Reasons for referral
Most referrals to orthopedic surgery are prompted by knee pain, back pain, and, to a lesser extent, shoulder pain and hallux valgus. However, recent literature suggests that many of these referrals are inappropriate. Notably, 74.5% of referrals to pediatric orthopedic clinics were inconsistent with AAP guidelines. Moreover, many conditions seen in pediatric orthopedic clinics represent normal variants or minor MSK issues that can be adequately managed in primary care settings. This was reflected in a study conducted among pediatricians and family physicians, where 87.3% of pediatricians and general practitioners lacked adequate knowledge of common pediatric orthopedic conditions. In contrast, our results showed that 31 (26.7%) of PCPs misdiagnosed DDH as physiological bowing, and 14 (12.1%) advised double-diapering, while 31 (26.7%) opted to delay referral for two months. In addition, the previous two studies have shown that patients’ insistence is a common factor influencing unnecessary referrals. In contrast, our study found that patients’ request was the least common reason for referral. Moreover, other referrals primarily resulted from diagnostic uncertainty. Importantly, consistent with Robarts et al. [15], patient gender did not influence referral decisions [2-4,6,16].

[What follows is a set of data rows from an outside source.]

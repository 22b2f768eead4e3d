//! Text rendering of a single match.

use std::io::{self, Write};
use std::ops::Range;

use termcolor::{Ansi, Color, ColorSpec, WriteColor};

use crate::config::DEFAULT_CONTEXT_LINES;
use crate::query::MatchResult;

/// Lines of context printed around highlighted lines. Context never extends
/// past the lines spanned by the match itself.
#[derive(Debug, Clone, Copy, PartialEq, Eq)]
pub struct ContextLines {
    pub before: usize,
    pub after: usize,
}

impl Default for ContextLines {
    fn default() -> Self {
        Self { before: DEFAULT_CONTEXT_LINES, after: DEFAULT_CONTEXT_LINES }
    }
}

/// Render the lines of `source` covered by `result`.
///
/// Output runs from the line holding the match start to the closing line of
/// the enclosing function, or to the end of the outermost captured node when
/// the match has no enclosing function. Lines holding captured nodes are always
/// shown, other lines only within `context`; skipped runs become `...`. With
/// `colorize` the captured nodes (except the outermost) are wrapped in ANSI
/// red; without it every shown line is returned verbatim.
pub fn render_match(
    result: &MatchResult,
    source: &str,
    context: ContextLines,
    colorize: bool,
) -> String {
    let lines = line_table(source);
    let highlights = highlight_ranges(result);
    let outer = outer_span(result);
    let end = result.function.as_ref().map_or(outer.end, |f| f.end.max(outer.end));

    let mut anchored = vec![false; lines.len()];
    anchored[line_of(&lines, result.start)] = true;
    anchored[line_of(&lines, end.saturating_sub(1).max(outer.start))] = true;
    for h in &highlights {
        for (i, (offset, line)) in lines.iter().enumerate() {
            if h.start < offset + line.len().max(1) && *offset < h.end {
                anchored[i] = true;
            }
        }
    }

    let Some(first) = anchored.iter().position(|a| *a) else { return String::new() };
    let last = anchored.iter().rposition(|a| *a).unwrap_or(first);

    let mut shown = vec![false; lines.len()];
    for i in (first..=last).filter(|i| anchored[*i]) {
        let from = i.saturating_sub(context.before).max(first);
        let to = (i + context.after).min(last);
        for flag in &mut shown[from..=to] {
            *flag = true;
        }
    }

    let mut out: Vec<String> = Vec::new();
    let mut gap = false;
    for (i, (offset, line)) in lines.iter().enumerate() {
        if !shown[i] {
            gap = !out.is_empty();
            continue;
        }
        if gap {
            out.push("...".to_string());
            gap = false;
        }
        out.push(paint_line(*offset, line, &highlights, colorize));
    }
    out.join("\n")
}

/// `(byte offset, line text)` for every line of `source`.
fn line_table(source: &str) -> Vec<(usize, &str)> {
    let mut lines = Vec::new();
    let mut offset = 0;
    for line in source.split('\n') {
        lines.push((offset, line));
        offset += line.len() + 1;
    }
    lines
}

fn line_of(lines: &[(usize, &str)], offset: usize) -> usize {
    lines.iter().rposition(|(start, _)| *start <= offset).unwrap_or(0)
}

fn sorted_spans(result: &MatchResult) -> Vec<Range<usize>> {
    let mut spans = result.spans.clone();
    spans.sort_by(|a, b| a.start.cmp(&b.start).then(b.end.cmp(&a.end)));
    spans
}

fn outer_span(result: &MatchResult) -> Range<usize> {
    sorted_spans(result).into_iter().next().unwrap_or(result.start..result.start + 1)
}

/// Captured ranges minus the outermost node, with nested ranges folded into
/// the enclosing one.
fn highlight_ranges(result: &MatchResult) -> Vec<Range<usize>> {
    let mut clean: Vec<Range<usize>> = Vec::new();
    for r in sorted_spans(result).into_iter().skip(1) {
        if r.is_empty() {
            continue;
        }
        if clean.last().is_some_and(|prev| prev.contains(&r.start)) {
            continue;
        }
        clean.push(r);
    }
    clean
}

fn paint_line(offset: usize, line: &str, highlights: &[Range<usize>], colorize: bool) -> String {
    if !colorize {
        return line.to_string();
    }
    let end = offset + line.len();
    let local: Vec<Range<usize>> = highlights
        .iter()
        .filter(|h| h.start < end && offset < h.end)
        .map(|h| h.start.max(offset) - offset..h.end.min(end) - offset)
        .collect();
    write_ansi(line, &local)
        .ok()
        .and_then(|bytes| String::from_utf8(bytes).ok())
        .unwrap_or_else(|| line.to_string())
}

fn write_ansi(line: &str, ranges: &[Range<usize>]) -> io::Result<Vec<u8>> {
    let mut out = Ansi::new(Vec::new());
    let mut spec = ColorSpec::new();
    spec.set_fg(Some(Color::Red));

    let mut cursor = 0;
    for r in ranges {
        let (Some(plain), Some(marked)) = (line.get(cursor..r.start), line.get(r.clone())) else {
            continue;
        };
        out.write_all(plain.as_bytes())?;
        out.set_color(&spec)?;
        out.write_all(marked.as_bytes())?;
        out.reset()?;
        cursor = r.end;
    }
    out.write_all(line.get(cursor..).unwrap_or_default().as_bytes())?;
    Ok(out.into_inner())
}

#[cfg(test)]
mod tests {
    use std::collections::BTreeMap;

    use super::*;

    fn result(start: usize, spans: Vec<Range<usize>>) -> MatchResult {
        MatchResult { start, function: None, spans, vars: BTreeMap::new() }
    }

    #[test]
    fn plain_rendering_keeps_single_line_verbatim() {
        let src = "void f() {x = g(y);}";
        let m = result(0, vec![0..src.len(), 10..11, 14..15]);
        assert_eq!(render_match(&m, src, ContextLines::default(), false), src);
    }

    #[test]
    fn colored_rendering_wraps_each_capture() {
        let src = "void f() {x = g(y);}";
        let m = result(0, vec![0..src.len(), 10..11, 14..15]);
        let out = render_match(&m, src, ContextLines::default(), true);
        assert_eq!(out.matches("\u{1b}[31m").count(), 2);
        assert!(out.contains("\u{1b}[31mx\u{1b}[0m"));
        assert!(out.contains("\u{1b}[31mg\u{1b}[0m"));
    }

    #[test]
    fn nested_captures_fold_into_parent() {
        let m = result(0, vec![0..20, 2..10, 4..6, 12..14]);
        assert_eq!(highlight_ranges(&m), vec![2..10, 12..14]);
    }

    #[test]
    fn lines_outside_context_collapse_into_ellipsis() {
        let src = "int f() {\na();\nb();\nc();\nd();\nhit();\n}";
        let hit = src.find("hit").unwrap();
        let m = result(0, vec![0..src.len(), hit..hit + 3]);
        let out = render_match(&m, src, ContextLines { before: 1, after: 0 }, false);
        assert_eq!(out, "int f() {\n...\nd();\nhit();\n}");
    }

    #[test]
    fn enclosing_function_extends_output_to_closing_brace() {
        let src = "int f() {\n  hit();\n  a();\n}";
        let hit = src.find("hit").unwrap();
        let stmt = hit..hit + 6;
        let mut m = result(hit, vec![stmt.clone(), hit..hit + 3]);
        let context = ContextLines { before: 0, after: 0 };
        assert_eq!(render_match(&m, src, context, false), "  hit();");

        m.start = 0;
        m.function = Some(0..src.len());
        assert_eq!(render_match(&m, src, context, false), "int f() {\n  hit();\n...\n}");
    }

    #[test]
    fn context_covers_whole_match_when_large() {
        let src = "int f() {\na();\nhit();\n}";
        let hit = src.find("hit").unwrap();
        let m = result(0, vec![0..src.len(), hit..hit + 3]);
        let out = render_match(&m, src, ContextLines::default(), false);
        assert_eq!(out, src);
    }
}
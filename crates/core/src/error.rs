use std::path::PathBuf;

use thiserror::Error;

/// Failures raised by host backends.
#[derive(Debug, Error)]
pub enum HostError {
    #[error("Binary not found at {0}")]
    MissingBinary(PathBuf),
    #[error("Backend not found: {0}")]
    MissingBackend(String),
    #[error("Analysis backend error: {0}")]
    Backend(String),
    #[error("Failed to load snapshot {path}: {reason}")]
    Snapshot { path: PathBuf, reason: String },
    #[error("Decompilation failed for {name} @ 0x{address:08x}: {reason}")]
    Decompilation { name: String, address: u64, reason: String },
}

/// Failures that abort a whole search.
///
/// Everything that concerns a single candidate function is reported as an
/// event instead (see `search::SearchEvent`).
#[derive(Debug, Error)]
pub enum SearchError {
    #[error("{message}")]
    QuerySyntax { message: String, valid_in_cpp: bool },
    #[error("'{0}' is not a valid argument of the form var=regex")]
    InvalidConstraint(String),
    #[error("Regex error {0}")]
    InvalidRegex(#[from] regex::Error),
    #[error("'{0}' is not a valid query variable")]
    UnknownVariable(String),
    #[error(transparent)]
    Host(#[from] HostError),
    #[error("Failed to build worker pool: {0}")]
    WorkerPool(String),
}
use std::path::Path;
use std::str::FromStr;

use anyhow::{Context, Result};

use pseudogrep_core::config::{discover_config, SearchConfig};
use pseudogrep_core::host::{open_host, HostKind};
use pseudogrep_core::query::{VariableConstraints, WeggliFrontend};
use pseudogrep_core::HostAdapter;

/// Map repeated `-v` flags to a log level: warn, info, debug, trace.
pub fn log_level(verbosity: u8) -> log::LevelFilter {
    match verbosity {
        0 => log::LevelFilter::Warn,
        1 => log::LevelFilter::Info,
        2 => log::LevelFilter::Debug,
        _ => log::LevelFilter::Trace,
    }
}

/// Install env_logger at the level chosen by `-v`. Safe to call twice.
pub fn init_logging(verbosity: u8) {
    let _ = env_logger::Builder::new()
        .filter_level(log_level(verbosity))
        .format_timestamp(None)
        .try_init();
}

/// Load `--config` if given, else `.pseudogrep.json` from the working directory.
pub fn load_search_config(explicit: Option<&str>) -> Result<SearchConfig> {
    let cwd = std::env::current_dir().context("Failed to get current directory")?;
    discover_config(explicit.map(Path::new), &cwd)
}

/// Backend for `binary`: the flag, then the config default, then a guess from
/// the file extension.
pub fn resolve_backend(
    explicit: Option<&str>,
    config: &SearchConfig,
    binary: &Path,
) -> Result<HostKind> {
    match explicit.or(config.default_backend.as_deref()) {
        Some(name) => HostKind::from_str(name).with_context(|| {
            let known: Vec<&str> = HostKind::all().into_iter().map(HostKind::as_str).collect();
            format!("Unknown backend '{name}' (available: {})", known.join(", "))
        }),
        None => Ok(HostKind::infer(binary)),
    }
}

/// Open `binary` with the resolved backend.
pub fn open_binary(
    backend: Option<&str>,
    config: &SearchConfig,
    binary: &Path,
) -> Result<(HostKind, Box<dyn HostAdapter>)> {
    let kind = resolve_backend(backend, config, binary)?;
    let host = open_host(kind, binary, config)
        .with_context(|| format!("Failed to open {} with the {kind} backend", binary.display()))?;
    Ok((kind, host))
}

/// Build the weggli frontend from `--force` and `-R var=regex` arguments.
pub fn build_frontend(force: bool, regexes: &[String]) -> Result<WeggliFrontend> {
    let constraints =
        VariableConstraints::parse(regexes).context("Invalid --regex constraint")?;
    Ok(WeggliFrontend::new().force(force).constraints(constraints))
}

#[cfg(test)]
mod tests {
    use super::*;

    #[test]
    fn verbosity_maps_to_levels() {
        assert_eq!(log_level(0), log::LevelFilter::Warn);
        assert_eq!(log_level(1), log::LevelFilter::Info);
        assert_eq!(log_level(2), log::LevelFilter::Debug);
        assert_eq!(log_level(7), log::LevelFilter::Trace);
    }

    #[test]
    fn backend_resolution_order() {
        let mut config = SearchConfig::default();
        let snap = Path::new("graph.json");
        assert_eq!(resolve_backend(None, &config, snap).unwrap(), HostKind::Snapshot);
        config.default_backend = Some("snapshot".into());
        assert_eq!(
            resolve_backend(None, &config, Path::new("a.out")).unwrap(),
            HostKind::Snapshot
        );
        let err = resolve_backend(Some("ida"), &config, snap).unwrap_err();
        assert!(format!("{err:#}").contains("Unknown backend 'ida'"));
    }
}
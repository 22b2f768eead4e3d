use std::collections::{HashMap, HashSet};

use crate::model::FunctionRef;

/// Call edge between two function entry addresses.
#[derive(Debug, Clone, Copy, PartialEq, Eq, Hash)]
pub struct CallEdge {
    pub from: u64,
    pub to: u64,
}

/// In-memory call graph indexed by callee, shared by the backends.
#[derive(Debug, Clone, Default)]
pub struct CallGraph {
    functions: HashMap<u64, FunctionRef>,
    by_name: HashMap<String, u64>,
    callers: HashMap<u64, HashSet<u64>>,
}

impl CallGraph {
    pub fn new() -> Self {
        Self::default()
    }

    /// Register a function. The first function registered under a name wins
    /// name lookups; later ones stay reachable by address.
    pub fn add_function(&mut self, function: FunctionRef) {
        self.by_name.entry(function.name.clone()).or_insert(function.address);
        self.functions.insert(function.address, function);
    }

    pub fn add_call(&mut self, edge: CallEdge) {
        self.callers.entry(edge.to).or_default().insert(edge.from);
    }

    pub fn by_name(&self, name: &str) -> Option<&FunctionRef> {
        self.by_name.get(name).and_then(|address| self.functions.get(address))
    }

    /// Known functions with a direct call to `address`. Call sites outside
    /// any known function are dropped.
    pub fn callers_of(&self, address: u64) -> Vec<FunctionRef> {
        self.callers
            .get(&address)
            .map(|from| from.iter().filter_map(|a| self.functions.get(a)).cloned().collect())
            .unwrap_or_default()
    }

    pub fn functions(&self) -> Vec<FunctionRef> {
        self.functions.values().cloned().collect()
    }

    pub fn len(&self) -> usize {
        self.functions.len()
    }

    pub fn is_empty(&self) -> bool {
        self.functions.is_empty()
    }
}

#[cfg(test)]
mod tests {
    use super::*;

    #[test]
    fn callers_skip_unknown_call_sites() {
        let mut graph = CallGraph::new();
        graph.add_function(FunctionRef::new(0x10, "caller"));
        graph.add_function(FunctionRef::new(0x20, "callee"));
        graph.add_call(CallEdge { from: 0x10, to: 0x20 });
        graph.add_call(CallEdge { from: 0x10, to: 0x20 });
        graph.add_call(CallEdge { from: 0x99, to: 0x20 });

        let callers = graph.callers_of(0x20);
        assert_eq!(callers, vec![FunctionRef::new(0x10, "caller")]);
        assert!(graph.callers_of(0x10).is_empty());
    }

    #[test]
    fn first_name_wins_lookup() {
        let mut graph = CallGraph::new();
        graph.add_function(FunctionRef::new(0x10, "dup"));
        graph.add_function(FunctionRef::new(0x20, "dup"));
        assert_eq!(graph.by_name("dup").map(|f| f.address), Some(0x10));
        assert_eq!(graph.len(), 2);
    }
}
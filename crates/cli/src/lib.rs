use std::env;
use std::fs;
use std::io::{BufReader, Read};
use std::path::{Path, PathBuf};

use anyhow::{Context, Result};
use sha2::{Digest, Sha256};

pub mod commands;

/// Canonicalize the path if possible, falling back to the given string
/// relative to the current working directory.
pub fn canonicalize_or_current(root: &str) -> Result<PathBuf> {
    let path = Path::new(root);
    if path == Path::new(".") {
        Ok(env::current_dir().context("Failed to get current directory")?)
    } else {
        // Try to canonicalize; if it fails (e.g., path does not yet exist),
        // join it with the current dir to get an absolute path.
        match path.canonicalize() {
            Ok(p) => Ok(p),
            Err(_) => {
                let cwd = env::current_dir().context("Failed to get current directory")?;
                Ok(cwd.join(path))
            }
        }
    }
}

/// Compute the SHA-256 hash of a file and return it as a hex string.
pub fn sha256_file(path: &Path) -> Result<String> {
    let file = fs::File::open(path)
        .with_context(|| format!("Failed to open binary for hashing: {}", path.display()))?;
    let mut reader = BufReader::new(file);
    let mut hasher = Sha256::new();
    let mut buf = [0u8; 8192];

    loop {
        let n = reader
            .read(&mut buf)
            .with_context(|| format!("Failed to read binary for hashing: {}", path.display()))?;
        if n == 0 {
            break;
        }
        hasher.update(&buf[..n]);
    }

    let digest = hasher.finalize();
    Ok(format!("{:x}", digest))
}
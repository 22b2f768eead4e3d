//! pseudogrep-core
//!
//! Core library for structural search over decompiled binaries.
//!
//! A search takes a structural pattern, pulls out the names it references,
//! uses the binary's call graph to keep only functions that call every
//! referenced function, and runs the matcher over the decompiled text of
//! those candidates alone.
//!
//! All substantive logic lives here so it is fully testable and reusable
//! from multiple frontends (CLI, disassembler plugins, etc.).

pub mod config;
pub mod error;
pub mod host;
pub mod model;
pub mod narrow;
pub mod query;
pub mod report;
pub mod search;

pub use error::{HostError, SearchError};
pub use host::HostAdapter;
pub use model::{CandidateSet, Dialect, FunctionRef};
pub use narrow::{CandidateNarrower, FunctionFilter, Narrowing};
pub use query::{MatchResult, QueryFrontend};
pub use search::{
    CancellationToken, ReportSink, SearchEvent, SearchOptions, SearchOrchestrator, SearchRequest,
    SearchSummary,
};

/// Returns the library version as encoded at compile time.
///
/// Useful for tests and for frontends to report consistent version info.
pub fn version() -> &'static str {
    env!("CARGO_PKG_VERSION")
}
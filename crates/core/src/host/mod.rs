//! Host backends: the capability surface over a loaded binary.
//!
//! A host resolves functions by name, lists the direct callers of a
//! function and decompiles functions to text. Backends load their call graph
//! when opened, so lookups are in-memory and infallible afterwards; only
//! decompilation can fail per function.

use std::fmt;
use std::path::Path;
use std::str::FromStr;

use crate::config::SearchConfig;
use crate::error::HostError;
use crate::model::FunctionRef;

mod graph;
#[cfg(feature = "rizin-backend")]
pub mod rizin;
pub mod snapshot;

pub use graph::{CallEdge, CallGraph};

#[cfg(feature = "rizin-backend")]
pub use rizin::RizinHost;
pub use snapshot::SnapshotHost;

/// Capability object over one analysed binary.
///
/// Implementations are shared across worker threads, but the orchestrator
/// never calls `decompile` from two threads at once.
pub trait HostAdapter: Send + Sync {
    /// Human-readable backend name.
    fn name(&self) -> &str;

    /// Look up a function by exact (or backend-normalized) name.
    fn resolve_function(&self, name: &str) -> Option<FunctionRef>;

    /// Functions containing at least one direct call to `function`'s entry.
    fn callers_of(&self, function: &FunctionRef) -> Vec<FunctionRef>;

    /// Decompiled pseudocode for `function`.
    fn decompile(&self, function: &FunctionRef) -> Result<String, HostError>;

    /// Every function the host knows about.
    fn functions(&self) -> Vec<FunctionRef>;
}

/// Backends that can be opened by name.
#[derive(Debug, Clone, Copy, PartialEq, Eq)]
pub enum HostKind {
    Snapshot,
    #[cfg(feature = "rizin-backend")]
    Rizin,
}

impl HostKind {
    /// All compiled-in backends.
    pub fn all() -> Vec<HostKind> {
        vec![
            HostKind::Snapshot,
            #[cfg(feature = "rizin-backend")]
            HostKind::Rizin,
        ]
    }

    pub fn as_str(self) -> &'static str {
        match self {
            HostKind::Snapshot => "snapshot",
            #[cfg(feature = "rizin-backend")]
            HostKind::Rizin => "rizin",
        }
    }

    pub fn description(self) -> &'static str {
        match self {
            HostKind::Snapshot => {
                "Exported call graph + pseudocode (JSON/YAML); no external tools needed"
            }
            #[cfg(feature = "rizin-backend")]
            HostKind::Rizin => "rizin analysis with rz-ghidra (pdg) or pdc decompilation",
        }
    }

    /// Guess a backend from the input path: exported snapshots are JSON/YAML,
    /// anything else is treated as a raw binary.
    pub fn infer(path: &Path) -> HostKind {
        let is_snapshot = matches!(
            path.extension().and_then(|e| e.to_str()),
            Some("json") | Some("yaml") | Some("yml")
        );
        if is_snapshot {
            return HostKind::Snapshot;
        }
        #[cfg(feature = "rizin-backend")]
        {
            HostKind::Rizin
        }
        #[cfg(not(feature = "rizin-backend"))]
        {
            HostKind::Snapshot
        }
    }
}

impl fmt::Display for HostKind {
    fn fmt(&self, f: &mut fmt::Formatter<'_>) -> fmt::Result {
        f.write_str(self.as_str())
    }
}

impl FromStr for HostKind {
    type Err = HostError;

    fn from_str(s: &str) -> Result<Self, Self::Err> {
        HostKind::all()
            .into_iter()
            .find(|kind| kind.as_str() == s)
            .ok_or_else(|| HostError::MissingBackend(s.to_string()))
    }
}

/// Open `path` with the selected backend.
#[cfg_attr(not(feature = "rizin-backend"), allow(unused_variables))]
pub fn open_host(
    kind: HostKind,
    path: &Path,
    config: &SearchConfig,
) -> Result<Box<dyn HostAdapter>, HostError> {
    log::info!("opening {} with the {} backend", path.display(), kind);
    match kind {
        HostKind::Snapshot => Ok(Box::new(SnapshotHost::load(path)?)),
        #[cfg(feature = "rizin-backend")]
        HostKind::Rizin => Ok(Box::new(RizinHost::open(path, &config.backends)?)),
    }
}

As with any study, this research has certain limitations. First, it was conducted in a single region, the Eastern Province of Saudi Arabia, which may limit the generalizability of the findings to the rest of the country. Additionally, the study did not specify whether participants had received formal teaching sessions or completed clinical rotations in orthopaedic surgery during their training. Furthermore, most participants were residents, which may further limit the generalizability of the results. Finally, formal pilot testing and psychometric reliability analyses of the questionnaire were not conducted prior to data collection; this is acknowledged as a limitation of the study. However, the questionnaire was reviewed and validated by three consultants.
Conclusions
Family physicians in the Eastern Province of Saudi Arabia demonstrate a fair level of knowledge regarding common orthopedic conditions. However, notable gaps persist that may influence patient care and referral practices. Targeted educational initiatives are recommended to bridge these knowledge and skill gaps and strengthen the competencies of family physicians. Furthermore, establishing clear and structured orthopedic referral guidelines is crucial to prevent overwhelming orthopedic clinics with unnecessary referrals, long waiting lists, and prolonged follow-up appointments. Promoting the use of standardized referral pathways will support appropriate patient triage and enhance the overall efficiency of orthopedic services.